The week before last we wrote about the apparent double standard involved in a European singer’s affair with a 15-year-old. We took note of how many in society condemn sex with underage people even as they seem to make exceptions for those who are well-to-do and/or celebrities. Within hours of its publication, we learned of a related news item in the USA. In this case, a state senator seeking to replace a member of the US House of Representatives openly acknowledged impregnating a 14-year old who he later married (and divorced).

Recognizing that sexual misconduct is not the province of any one political party and that it has often appeared to be rampant in some governments, it was hard not to notice the shifting of blame in this case. The person involved blamed the political status quo. To some, his account may seem familiar:

"Everybody has something in their life that they did ... We’ve all had these problems. Why is this a big deal?" .... So, bottom line, it's a story when I was young. Two teenagers, girl gets pregnant. You've heard those stories before. She was a little younger than me, so it's like the Romeo and Juliet story," he said.

The news account further states, “He said he tried to ‘do the right thing’ and told the paper he married the girl when she was 15. They later went through what he described as ‘kind of a bitter divorce,’ … the ex-wife died by suicide when she was 20.” There is no description of her motivation to take her own life and so readers can only speculate. The aspiring politician says he tried to do the right thing but never says what the right thing is. Strikingly absent is the perspective of those who have other perspectives, in particular those with less power

It’s been the authors’ experience that some readers comment on how men marrying adolescent females has, at times throughout history, been commonplace. Many of these marriages end up being described and/or remembered as happy. We don’t doubt that this is the case; happiness and fulfillment can occur under all kinds of circumstances. Even in cases of chronic abuse, victims are struggling with the fact that they sometimes also experience positive emotions toward the person who abuses them – which confuses them even more. These observations, in turn, lead to further questions which are worthy of reflection for all seeking to prevent abuse from (re)occurring.

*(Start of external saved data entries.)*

//! Prompt browsing command handlers

use crate::cli::{
    artifact_repository, ellipsize, format_timestamp, open_database, prompt_repository,
};
use crate::config::MediaConfig;
use crate::error::{MediaError, Result};
use crate::models::{ArtifactStatus, PromptPayload, PromptRecord, PromptType};
use colored::Colorize;
use tabled::{Table, Tabled};

/// Prompt display row for table output
#[derive(Tabled)]
struct PromptRow {
    #[tabled(rename = "ID")]
    id: i64,
    #[tabled(rename = "Type")]
    prompt_type: String,
    #[tabled(rename = "Status")]
    status: String,
    #[tabled(rename = "Title")]
    title: String,
    #[tabled(rename = "Created")]
    created: String,
}

impl From<&PromptRecord> for PromptRow {
    fn from(prompt: &PromptRecord) -> Self {
        Self {
            id: prompt.id,
            prompt_type: prompt.prompt_type.short_name().to_string(),
            status: prompt.artifact_status.to_string(),
            title: ellipsize(&prompt.display_title(), 48),
            created: format_timestamp(prompt.created_at),
        }
    }
}

fn colored_status(status: ArtifactStatus) -> String {
    match status {
        ArtifactStatus::Pending => status.as_str().yellow().to_string(),
        ArtifactStatus::Processing => status.as_str().cyan().to_string(),
        ArtifactStatus::Ready => status.as_str().green().to_string(),
        ArtifactStatus::Error => status.as_str().red().to_string(),
    }
}

/// Handle list command: eligible prompts by default, or prompts in `status`
pub async fn handle_list(
    config: &MediaConfig,
    prompt_type: Option<PromptType>,
    status: Option<ArtifactStatus>,
    limit: u32,
) -> Result<()> {
    let db = open_database(config).await?;
    let repo = prompt_repository(db, config);

    let prompts = match status {
        Some(status) => repo.list_by_status(status, prompt_type, limit).await?,
        None => {
            let types = match prompt_type {
                Some(ty) => vec![ty],
                None => PromptType::all().to_vec(),
            };
            let mut prompts = Vec::new();
            for ty in types {
                prompts.extend(repo.find_eligible(ty, limit).await?);
            }
            prompts.sort_by_key(|p| (p.created_at, p.id));
            prompts.truncate(limit as usize);
            prompts
        }
    };

    let counts = repo.pending_counts().await?;
    println!(
        "{} {} image, {} lyrics pending",
        "Queue:".bold(),
        counts.image,
        counts.lyrics
    );

    if prompts.is_empty() {
        println!("{}", "No prompts found".yellow());
        return Ok(());
    }

    let rows: Vec<PromptRow> = prompts.iter().map(PromptRow::from).collect();
    let count = rows.len();
    println!("{}", Table::new(rows));
    println!("\n{} {} prompt(s)", "Total:".bold(), count);

    Ok(())
}

/// Handle show command
pub async fn handle_show(config: &MediaConfig, id: i64) -> Result<()> {
    let db = open_database(config).await?;
    let repo = prompt_repository(db.clone(), config);
    let prompt = repo.find_by_id(id).await?;
    let artifacts = artifact_repository(db).get_for_prompt(id).await?;

    println!("{}", format!("Prompt #{}", prompt.id).bold());
    println!("  Type:       {}", prompt.prompt_type.short_name());
    println!("  Status:     {}", colored_status(prompt.artifact_status));
    println!("  Upstream:   {}", prompt.status);
    println!("  Created:    {}", format_timestamp(prompt.created_at));
    if let Some(started) = prompt.processing_started_at {
        println!("  Claimed:    {}", format_timestamp(started));
    }
    if let Some(error) = &prompt.error_message {
        println!("  Error:      {}", error.red());
    }
    if !prompt.prompt_text.is_empty() {
        println!("  Request:    {}", ellipsize(&prompt.prompt_text, 100));
    }
    println!("  Content:    {} record(s)", prompt.contents.len());
    println!("  Artifacts:  {}", artifacts.len());

    println!();
    println!("{}", "Content JSON:".bold());
    let json = serde_json::to_string_pretty(&prompt.content_json())?;
    println!("{}", json);

    if let PromptPayload::Lyrics(lyrics) = prompt.display_payload() {
        let tags = lyrics.tags();
        if !tags.is_empty() {
            println!();
            println!("{}", "Tags:".bold());
            println!("{}", tags);
        }
        if !lyrics.structure.is_empty() {
            println!();
            println!("{}", "Lyrics:".bold());
            print!("{}", lyrics.full_lyrics());
        }
    }

    Ok(())
}

/// Handle reset command: put errored prompts back in the queue
pub async fn handle_reset(config: &MediaConfig, ids: Vec<i64>) -> Result<()> {
    if ids.is_empty() {
        return Err(MediaError::Other("No prompt ids given".to_string()));
    }
    let db = open_database(config).await?;
    let repo = prompt_repository(db, config);

    for id in ids {
        match repo.reset_errored(id).await {
            Ok(true) => println!("{} Prompt #{} reset to pending", "✓".green(), id),
            Ok(false) => println!("{} Prompt #{} is not in error, left unchanged", "-".yellow(), id),
            Err(e) if e.is_not_found() => println!("{} Prompt #{} not found", "✗".red(), id),
            Err(e) => return Err(e),
        }
    }
    Ok(())
}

The first question is whether there are bright lines discerning abuse from non-abuse in situations like this and the celebrity we discussed last week? We suspect that there will always be situations that don’t fit into neat categories. Humans, and the lives we lead, tend to be too complex for that.

Still, the question that follows from there is what price young women pay when married off at an early age. Were they able to provide anything close to informed consent? Are the cases we hear about situations in which people made the best of circumstances that didn’t go their way? Did anyone ask the young women involved whether they saw or preferred other options? Did the young women have the opportunity to ask what part of their full potential they would not live up to through sexual behaviors and/or marriage in mid-adolescence?

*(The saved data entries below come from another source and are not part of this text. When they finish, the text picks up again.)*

//! Configuration validation
//!
//! Errors block startup; warnings are logged and ignored.

use crate::config::schema::MediaConfig;
use crate::error::{MediaError, Result};
use std::path::{Path, PathBuf};
use tracing::warn;

/// Timeouts above this are allowed but suspicious
pub const LONG_TIMEOUT_SECS: u64 = 3600;

/// Outcome of validating a configuration
#[derive(Debug, Clone, Default, PartialEq, Eq)]
pub struct ValidationReport {
    pub errors: Vec<String>,
    pub warnings: Vec<String>,
}

impl ValidationReport {
    pub fn is_ok(&self) -> bool {
        self.errors.is_empty()
    }

    fn error(&mut self, message: impl Into<String>) {
        self.errors.push(message.into());
    }

    fn warning(&mut self, message: impl Into<String>) {
        self.warnings.push(message.into());
    }

    /// Log warnings, then fail with every error if there are any
    pub fn into_result(self) -> Result<Vec<String>> {
        for warning in &self.warnings {
            warn!(warning = %warning, "Configuration warning");
        }
        if self.errors.is_empty() {
            Ok(self.warnings)
        } else {
            Err(MediaError::InvalidConfig(self.errors))
        }
    }
}

impl MediaConfig {
    /// Check everything generation needs: database, engine, scripts,
    /// output directory and timeout.
    ///
    /// Creates the output directory if it is missing.
    pub fn validate(&self) -> ValidationReport {
        let mut report = self.validate_database(true);
        self.check_engine(&mut report);
        report
    }

    /// Check only the database setting. With `must_exist` a missing file is
    /// an error; otherwise only an empty path is.
    pub fn validate_database(&self, must_exist: bool) -> ValidationReport {
        let mut report = ValidationReport::default();
        let db_path = &self.database.path;

        if db_path.as_os_str().is_empty() {
            report.error("Database path not specified in config");
        } else if must_exist && !db_path.exists() {
            report.error(format!("Database not found: {}", db_path.display()));
        }

        if self.database.busy_timeout_secs == 0 {
            report.warning("Database busy timeout is 0s; concurrent writers will fail immediately");
        }
        report
    }

    fn check_engine(&self, report: &mut ValidationReport) {
        let engine = &self.engine;
        let comfyui = &engine.comfyui_directory;
        let comfyui_set = !comfyui.as_os_str().is_empty();

        if !comfyui_set {
            report.error("ComfyUI directory not specified in config");
        } else if !comfyui.is_dir() {
            report.error(format!("ComfyUI directory not found: {}", comfyui.display()));
        }

        if engine.python.as_os_str().is_empty() {
            report.error("Python executable not specified in config");
        } else if find_executable(&engine.python).is_none() {
            report.error(format!("Python executable not found: {}", engine.python.display()));
        }

        if self.workflows.image.script.as_os_str().is_empty() {
            report.error("Image workflow script not specified in config");
        } else if comfyui_set {
            let script = self.image_script_path();
            if !script.is_file() {
                report.error(format!("Image workflow script not found: {}", script.display()));
            }
        }

        match self.song_script_path() {
            Some(script) if comfyui_set && !script.is_file() => {
                report.error(format!("Song workflow script not found: {}", script.display()));
            }
            None => report.warning("Song workflow script not configured; lyrics prompts will fail"),
            _ => {}
        }

        let output = &engine.output_directory;
        if output.as_os_str().is_empty() {
            report.error("Output directory not specified in config");
        } else if let Err(e) = std::fs::create_dir_all(output) {
            report.error(format!("Cannot create output directory {}: {}", output.display(), e));
        }

        if engine.timeout_seconds == 0 {
            report.error("Workflow timeout must be positive, got 0");
        } else if engine.timeout_seconds > LONG_TIMEOUT_SECS {
            report.warning(format!(
                "Workflow timeout is very high ({}s), consider reducing",
                engine.timeout_seconds
            ));
        }

        if engine.queue_size == 0 {
            report.error("Engine queue size must be at least 1");
        }
        if self.service.batch_limit == 0 {
            report.warning("Service batch limit is 0; passes will generate nothing");
        }
    }
}

/// Resolve an executable: paths are checked directly, bare names on `PATH`
pub fn find_executable(program: &Path) -> Option<PathBuf> {
    if program.components().count() > 1 || program.is_absolute() {
        return program.is_file().then(|| program.to_path_buf());
    }

    let paths = std::env::var_os("PATH")?;
    std::env::split_paths(&paths)
        .map(|dir| dir.join(program))
        .find(|candidate| candidate.is_file())
}

#[cfg(test)]
mod tests {
    use super::*;
    use tempfile::TempDir;

    fn valid_config(dir: &TempDir) -> MediaConfig {
        let comfy = dir.path().join("ComfyUI");
        std::fs::create_dir_all(&comfy).unwrap();
        std::fs::write(comfy.join("image.py"), "").unwrap();
        std::fs::write(comfy.join("song.py"), "").unwrap();
        let db = dir.path().join("media.db");
        std::fs::write(&db, "").unwrap();
        let python = dir.path().join("python");
        std::fs::write(&python, "").unwrap();

        let mut config = MediaConfig::default();
        config.database.path = db;
        config.engine.comfyui_directory = comfy;
        config.engine.python = python;
        config.engine.output_directory = dir.path().join("out");
        config.workflows.image.script = PathBuf::from("image.py");
        config.workflows.song.script = Some(PathBuf::from("song.py"));
        config
    }

    #[test]
    fn test_valid_config_passes_and_creates_output() {
        let dir = TempDir::new().unwrap();
        let config = valid_config(&dir);

        let report = config.validate();
        assert!(report.is_ok(), "unexpected errors: {:?}", report.errors);
        assert!(report.warnings.is_empty());
        assert!(dir.path().join("out").is_dir());
    }

    #[test]
    fn test_defaults_list_every_missing_setting() {
        let report = MediaConfig::default().validate();
        let joined = report.errors.join("\n");

        assert!(joined.contains("Database path not specified"));
        assert!(joined.contains("ComfyUI directory not specified"));
        assert!(joined.contains("Image workflow script not specified"));
        assert!(joined.contains("Output directory not specified"));
        assert!(matches!(
            report.into_result(),
            Err(MediaError::InvalidConfig(errors)) if errors.len() >= 4
        ));
    }

    #[test]
    fn test_missing_files_are_errors() {
        let dir = TempDir::new().unwrap();
        let mut config = valid_config(&dir);
        config.database.path = dir.path().join("absent.db");
        config.workflows.image.script = PathBuf::from("missing.py");

        let report = config.validate();
        assert_eq!(report.errors.len(), 2);
        assert!(report.errors[0].starts_with("Database not found"));
        assert!(report.errors[1].starts_with("Image workflow script not found"));
    }

    #[test]
    fn test_long_timeout_is_only_a_warning() {
        let dir = TempDir::new().unwrap();
        let mut config = valid_config(&dir);
        config.engine.timeout_seconds = 7200;

        let report = config.validate();
        assert!(report.is_ok());
        assert_eq!(report.warnings.len(), 1);
        assert!(report.warnings[0].contains("7200s"));
    }

    #[test]
    fn test_zero_timeout_is_an_error() {
        let dir = TempDir::new().unwrap();
        let mut config = valid_config(&dir);
        config.engine.timeout_seconds = 0;

        assert!(!config.validate().is_ok());
    }

    #[test]
    fn test_database_only_validation() {
        let config = MediaConfig::default();
        assert!(!config.validate_database(false).is_ok());

        let mut config = MediaConfig::default();
        config.database.path = PathBuf::from("/tmp/not-yet-created.db");
        assert!(config.validate_database(false).is_ok());
        assert!(!config.validate_database(true).is_ok());
    }

    #[test]
    fn test_find_executable() {
        let dir = TempDir::new().unwrap();
        let exe = dir.path().join("tool");
        std::fs::write(&exe, "").unwrap();

        assert_eq!(find_executable(&exe), Some(exe.clone()));
        assert_eq!(find_executable(&dir.path().join("nope")), None);
    }
}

Given the stakes involved in this recent news item, where the wife took her own life at the age of 20, we are reminded that the outcomes of sexual relationships in early and mid-adolescence are never entirely known. Whatever has unfolded in the past, it seems that all young people should have the chance to make these decisions in a fully informed way as well as in accordance with the law. Our collective years in working to prevent abuse has led us to conclude that unless we are working to uphold others’ autonomy we may be preventing them from living up to their full potential.

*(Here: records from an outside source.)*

//! Configuration schema definitions

use serde::{Deserialize, Serialize};
use std::path::{Path, PathBuf};

/// Main mediagen configuration
#[derive(Debug, Clone, Serialize, Deserialize, Default, PartialEq)]
#[serde(default)]
pub struct MediaConfig {
    /// Shared prompt database
    pub database: DatabaseConfig,

    /// External engine settings
    pub engine: EngineConfig,

    /// Workflow scripts per media kind
    pub workflows: WorkflowsConfig,

    /// Periodic service settings
    pub service: ServiceConfig,

    /// Which prompts are offered for generation
    pub eligibility: EligibilityConfig,

    /// Logging configuration
    pub logging: LoggingConfig,
}

/// Database configuration
#[derive(Debug, Clone, Serialize, Deserialize, PartialEq)]
#[serde(default)]
pub struct DatabaseConfig {
    /// Path to the SQLite database shared with the prompt producer
    pub path: PathBuf,

    /// How long a writer waits on a locked database
    pub busy_timeout_secs: u64,

    /// How long a checkpoint waits on a locked database
    pub checkpoint_timeout_secs: u64,
}

impl Default for DatabaseConfig {
    fn default() -> Self {
        Self {
            path: PathBuf::new(),
            busy_timeout_secs: 30,
            checkpoint_timeout_secs: 5,
        }
    }
}

/// ComfyUI engine configuration
#[derive(Debug, Clone, Serialize, Deserialize, PartialEq)]
#[serde(default)]
pub struct EngineConfig {
    /// ComfyUI installation; workflow scripts run from here
    pub comfyui_directory: PathBuf,

    /// Python interpreter used to run workflow scripts
    pub python: PathBuf,

    /// Root under which generated files are written
    pub output_directory: PathBuf,

    /// Hard limit for one generation
    pub timeout_seconds: u64,

    /// Value passed as `--queue-size`
    pub queue_size: u32,
}

impl Default for EngineConfig {
    fn default() -> Self {
        Self {
            comfyui_directory: PathBuf::new(),
            python: PathBuf::from("python3"),
            output_directory: PathBuf::new(),
            timeout_seconds: 600,
            queue_size: 1,
        }
    }
}

#[derive(Debug, Clone, Serialize, Deserialize, Default, PartialEq)]
#[serde(default)]
pub struct WorkflowsConfig {
    pub image: ImageWorkflowConfig,
    pub song: SongWorkflowConfig,
}

/// Image workflow script
#[derive(Debug, Clone, Serialize, Deserialize, PartialEq)]
#[serde(default)]
pub struct ImageWorkflowConfig {
    /// Script path relative to the ComfyUI directory
    pub script: PathBuf,

    /// Argument name carrying the prompt text
    pub prompt_arg: String,
}

impl Default for ImageWorkflowConfig {
    fn default() -> Self {
        Self {
            script: PathBuf::new(),
            prompt_arg: "prompt".to_string(),
        }
    }
}

/// Song workflow script
#[derive(Debug, Clone, Serialize, Deserialize, PartialEq)]
#[serde(default)]
pub struct SongWorkflowConfig {
    /// Script path relative to the ComfyUI directory; lyrics prompts fail without it
    pub script: Option<PathBuf>,

    /// Argument name carrying the style tags
    pub tags_arg: String,

    /// Argument name carrying the rendered lyrics
    pub lyrics_arg: String,
}

impl Default for SongWorkflowConfig {
    fn default() -> Self {
        Self {
            script: None,
            tags_arg: "tags".to_string(),
            lyrics_arg: "lyrics".to_string(),
        }
    }
}

/// Periodic service configuration
#[derive(Debug, Clone, Serialize, Deserialize, PartialEq)]
#[serde(default)]
pub struct ServiceConfig {
    /// Pause between passes
    pub interval_secs: u64,

    /// Maximum prompts per type per pass
    pub batch_limit: u32,

    /// Processing prompts older than this are returned to pending
    pub stale_after_secs: u64,
}

impl Default for ServiceConfig {
    fn default() -> Self {
        Self {
            interval_secs: 300,
            batch_limit: 10,
            stale_after_secs: 3600,
        }
    }
}

#[derive(Debug, Clone, Serialize, Deserialize, Default, PartialEq)]
#[serde(default)]
pub struct EligibilityConfig {
    /// Only generate prompts whose upstream status equals this value
    pub required_upstream_status: Option<String>,
}

/// Log line layout
#[derive(Debug, Clone, Copy, Serialize, Deserialize, PartialEq, Eq, Default)]
#[serde(rename_all = "lowercase")]
pub enum LogFormat {
    #[default]
    Compact,
    Pretty,
    Full,
}

/// Logging configuration
#[derive(Debug, Clone, Serialize, Deserialize, PartialEq)]
#[serde(default)]
pub struct LoggingConfig {
    /// Log level (trace, debug, info, warn, error)
    pub level: String,

    /// Log format
    pub format: LogFormat,

    /// Enable colored output
    pub colored: bool,

    /// Include timestamps
    pub timestamps: bool,

    /// Also append logs to this file
    pub file: Option<PathBuf>,
}

impl Default for LoggingConfig {
    fn default() -> Self {
        Self {
            level: "info".to_string(),
            format: LogFormat::Compact,
            colored: true,
            timestamps: true,
            file: None,
        }
    }
}

impl MediaConfig {
    /// Expand `${VAR}` references and a leading `~` in every path setting
    pub fn resolve_env_vars(&mut self) {
        for path in [
            &mut self.database.path,
            &mut self.engine.comfyui_directory,
            &mut self.engine.python,
            &mut self.engine.output_directory,
            &mut self.workflows.image.script,
        ] {
            *path = expand_path(path);
        }
        if let Some(script) = self.workflows.song.script.as_mut() {
            *script = expand_path(script);
        }
        if let Some(file) = self.logging.file.as_mut() {
            *file = expand_path(file);
        }
        if let Some(status) = self.eligibility.required_upstream_status.as_mut() {
            *status = expand_env_vars(status);
        }
    }

    /// Full path of the image workflow script
    pub fn image_script_path(&self) -> PathBuf {
        self.engine.comfyui_directory.join(&self.workflows.image.script)
    }

    /// Full path of the song workflow script, if configured
    pub fn song_script_path(&self) -> Option<PathBuf> {
        self.workflows
            .song
            .script
            .as_ref()
            .map(|script| self.engine.comfyui_directory.join(script))
    }
}

/// Replace every `${VAR}` with the variable's value. Unknown variables are
/// left as written.
pub fn expand_env_vars(value: &str) -> String {
    let mut out = String::with_capacity(value.len());
    let mut rest = value;

    while let Some(start) = rest.find("${") {
        out.push_str(&rest[..start]);
        let after = &rest[start + 2..];
        match after.find('}') {
            Some(end) => {
                let name = &after[..end];
                match std::env::var(name) {
                    Ok(resolved) => out.push_str(&resolved),
                    Err(_) => out.push_str(&rest[start..start + 3 + end]),
                }
                rest = &after[end + 1..];
            }
            None => {
                out.push_str(&rest[start..]);
                rest = "";
            }
        }
    }
    out.push_str(rest);
    out
}

fn expand_path(path: &Path) -> PathBuf {
    let Some(raw) = path.to_str() else {
        return path.to_path_buf();
    };
    let expanded = expand_env_vars(raw);

    match expanded.strip_prefix("~/") {
        Some(rest) => match dirs::home_dir() {
            Some(home) => home.join(rest),
            None => PathBuf::from(expanded),
        },
        None => PathBuf::from(expanded),
    }
}

#[cfg(test)]
mod tests {
    use super::*;

    #[test]
    fn test_default_config() {
        let config = MediaConfig::default();
        assert_eq!(config.database.busy_timeout_secs, 30);
        assert_eq!(config.database.checkpoint_timeout_secs, 5);
        assert_eq!(config.engine.timeout_seconds, 600);
        assert_eq!(config.engine.queue_size, 1);
        assert_eq!(config.workflows.image.prompt_arg, "prompt");
        assert_eq!(config.workflows.song.tags_arg, "tags");
        assert_eq!(config.workflows.song.lyrics_arg, "lyrics");
        assert_eq!(config.service.interval_secs, 300);
        assert_eq!(config.service.batch_limit, 10);
        assert_eq!(config.service.stale_after_secs, 3600);
        assert_eq!(config.eligibility.required_upstream_status, None);
        assert_eq!(config.logging.format, LogFormat::Compact);
    }

    #[test]
    fn test_parse_partial_toml() {
        let config: MediaConfig = toml::from_str(
            r#"
[engine]
comfyui_directory = "/opt/ComfyUI"
timeout_seconds = 900

[workflows.song]
script = "ace_audio_workflow.py"

[logging]
format = "pretty"
"#,
        )
        .unwrap();

        assert_eq!(config.engine.comfyui_directory, PathBuf::from("/opt/ComfyUI"));
        assert_eq!(config.engine.timeout_seconds, 900);
        assert_eq!(config.engine.python, PathBuf::from("python3"));
        assert_eq!(
            config.song_script_path(),
            Some(PathBuf::from("/opt/ComfyUI/ace_audio_workflow.py"))
        );
        assert_eq!(config.logging.format, LogFormat::Pretty);
        assert_eq!(config.logging.level, "info");
    }

    #[test]
    fn test_expand_env_vars() {
        std::env::set_var("MEDIAGEN_TEST_ROOT", "/data");
        assert_eq!(expand_env_vars("${MEDIAGEN_TEST_ROOT}/media.db"), "/data/media.db");
        assert_eq!(
            expand_env_vars("${MEDIAGEN_TEST_UNSET_VAR}/x"),
            "${MEDIAGEN_TEST_UNSET_VAR}/x"
        );
        assert_eq!(expand_env_vars("plain"), "plain");
        assert_eq!(expand_env_vars("broken ${OPEN"), "broken ${OPEN");
    }

    #[test]
    fn test_resolve_env_vars_on_paths() {
        std::env::set_var("MEDIAGEN_TEST_COMFY", "/srv/comfy");
        let mut config = MediaConfig::default();
        config.engine.comfyui_directory = PathBuf::from("${MEDIAGEN_TEST_COMFY}");
        config.workflows.image.script = PathBuf::from("image.py");
        config.resolve_env_vars();

        assert_eq!(config.image_script_path(), PathBuf::from("/srv/comfy/image.py"));
    }
}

These cases highlight how far we’ve come as a society and how far we still have to go. The first author (David) had a great-grandmother who was considered “insane,” in large part because she insisted that her brother had forced her into having sex; this did not fit with her family’s wishes. Her circumstances would, hopefully, have been far more fortuitous today. Nonetheless, the news item described here, in which the voice of the young wife who killed herself is absent, reminds us how important it is to listen to our most vulnerable members of society outside the often implicit paradigms that belong to the past.